(Stored data)
****************
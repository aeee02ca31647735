use boardgraph_core::NodeId;
use std::collections::BTreeSet;

/// Engine-side expansion bookkeeping.
///
/// - `open_companies`: companies whose board was expanded by a visual click.
/// - `visible_directors`: directors whose other directorships are expanded.
/// - `pinned`: nodes revealed in list mode. Only grows until [`reset`].
///
/// [`reset`]: ExpansionState::reset
#[derive(Debug, Clone, Default, PartialEq, Eq)]
pub struct ExpansionState {
    open_companies: BTreeSet<NodeId>,
    visible_directors: BTreeSet<NodeId>,
    pinned: BTreeSet<NodeId>,
}

impl ExpansionState {
    pub fn new() -> Self {
        Self::default()
    }

    pub fn is_company_open(&self, company: &NodeId) -> bool {
        self.open_companies.contains(company)
    }

    pub fn set_company_open(&mut self, company: &NodeId, open: bool) {
        if open {
            self.open_companies.insert(company.clone());
        } else {
            self.open_companies.remove(company);
        }
    }

    pub fn open_companies(&self) -> impl Iterator<Item = &NodeId> {
        self.open_companies.iter()
    }

    pub fn is_director_open(&self, director: &NodeId) -> bool {
        self.visible_directors.contains(director)
    }

    pub fn set_director_open(&mut self, director: &NodeId, open: bool) {
        if open {
            self.visible_directors.insert(director.clone());
        } else {
            self.visible_directors.remove(director);
        }
    }

    pub fn visible_directors(&self) -> impl Iterator<Item = &NodeId> {
        self.visible_directors.iter()
    }

    pub fn is_pinned(&self, node: &NodeId) -> bool {
        self.pinned.contains(node)
    }

    pub fn pin(&mut self, node: &NodeId) {
        self.pinned.insert(node.clone());
    }

    pub fn pinned(&self) -> &BTreeSet<NodeId> {
        &self.pinned
    }

    /// Back to the start-up state. The only way pins are dropped.
    pub(crate) fn reset(&mut self) {
        self.open_companies.clear();
        self.visible_directors.clear();
        self.pinned.clear();
    }
}
//! Breadcrumb trail derived from the last interaction.

use crate::render::RenderService;
use boardgraph_core::{Dataset, NodeId, NodeKind, base_label};
use serde::{Deserialize, Serialize};
use std::fmt;

/// Title shown on entries that cannot be expanded further.
pub const NO_EXPANSION_TITLE: &str = "No further expansion available";

#[derive(Debug, Clone, Copy, PartialEq, Eq, Serialize, Deserialize)]
#[serde(rename_all = "lowercase")]
pub enum ConnectionKind {
    Companies,
    Directors,
    None,
}

impl ConnectionKind {
    /// What the counterparts of a node are: a director's are companies,
    /// anything else lists directors.
    pub fn for_focus(kind: Option<NodeKind>) -> Self {
        match kind {
            Some(NodeKind::Director) => Self::Companies,
            _ => Self::Directors,
        }
    }
}

#[derive(Debug, Clone, PartialEq, Eq, Serialize, Deserialize)]
pub struct BreadcrumbEntry {
    pub node_id: NodeId,
    pub label: String,
    pub clickable: bool,
    pub muted: bool,
    pub title: Option<String>,
}

#[derive(Debug, Clone, PartialEq, Eq, Serialize, Deserialize)]
pub struct Breadcrumb {
    pub focus: BreadcrumbEntry,
    /// Website of the focus company, if any
    pub website: Option<String>,
    pub kind: ConnectionKind,
    pub entries: Vec<BreadcrumbEntry>,
}

impl Breadcrumb {
    /// Projects a trail for `focus` over `connected`. An empty `connected`
    /// yields no trail.
    pub fn build<R: RenderService + ?Sized>(
        dataset: &Dataset,
        render: &R,
        focus: &NodeId,
        connected: &[NodeId],
        kind: ConnectionKind,
    ) -> Option<Self> {
        if connected.is_empty() {
            return None;
        }

        let focus_entry = BreadcrumbEntry {
            node_id: focus.clone(),
            label: display_label(dataset, render, focus),
            clickable: true,
            muted: false,
            title: None,
        };

        let entries = connected
            .iter()
            .map(|id| {
                let muted = dataset.is_no_expand(id);
                BreadcrumbEntry {
                    node_id: id.clone(),
                    label: display_label(dataset, render, id),
                    clickable: !muted,
                    muted,
                    title: muted.then(|| NO_EXPANSION_TITLE.to_string()),
                }
            })
            .collect();

        Some(Self {
            focus: focus_entry,
            website: dataset.url(focus).map(str::to_string),
            kind,
            entries,
        })
    }

    pub fn entry(&self, id: &NodeId) -> Option<&BreadcrumbEntry> {
        if &self.focus.node_id == id {
            return Some(&self.focus);
        }
        self.entries.iter().find(|e| &e.node_id == id)
    }
}

impl fmt::Display for Breadcrumb {
    fn fmt(&self, f: &mut fmt::Formatter<'_>) -> fmt::Result {
        write!(f, "{}", self.focus.label)?;
        if let Some(website) = &self.website {
            write!(f, " [{website}]")?;
        }
        write!(f, " \u{2192} ")?;
        for (idx, entry) in self.entries.iter().enumerate() {
            if idx > 0 {
                write!(f, ", ")?;
            }
            write!(f, "{}", entry.label)?;
        }
        Ok(())
    }
}

fn display_label<R: RenderService + ?Sized>(dataset: &Dataset, render: &R, id: &NodeId) -> String {
    render
        .node(id)
        .map(|n| base_label(&n.label).to_string())
        .or_else(|| dataset.node(id).map(|n| base_label(&n.label).to_string()))
        .unwrap_or_else(|| id.to_string())
}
****************
#### What you will do
Each line above that has the word "further" must be copied.

#### Result of this task
/// Title shown on entries that cannot be expanded further.
pub const NO_EXPANSION_TITLE: &str = "No further expansion available";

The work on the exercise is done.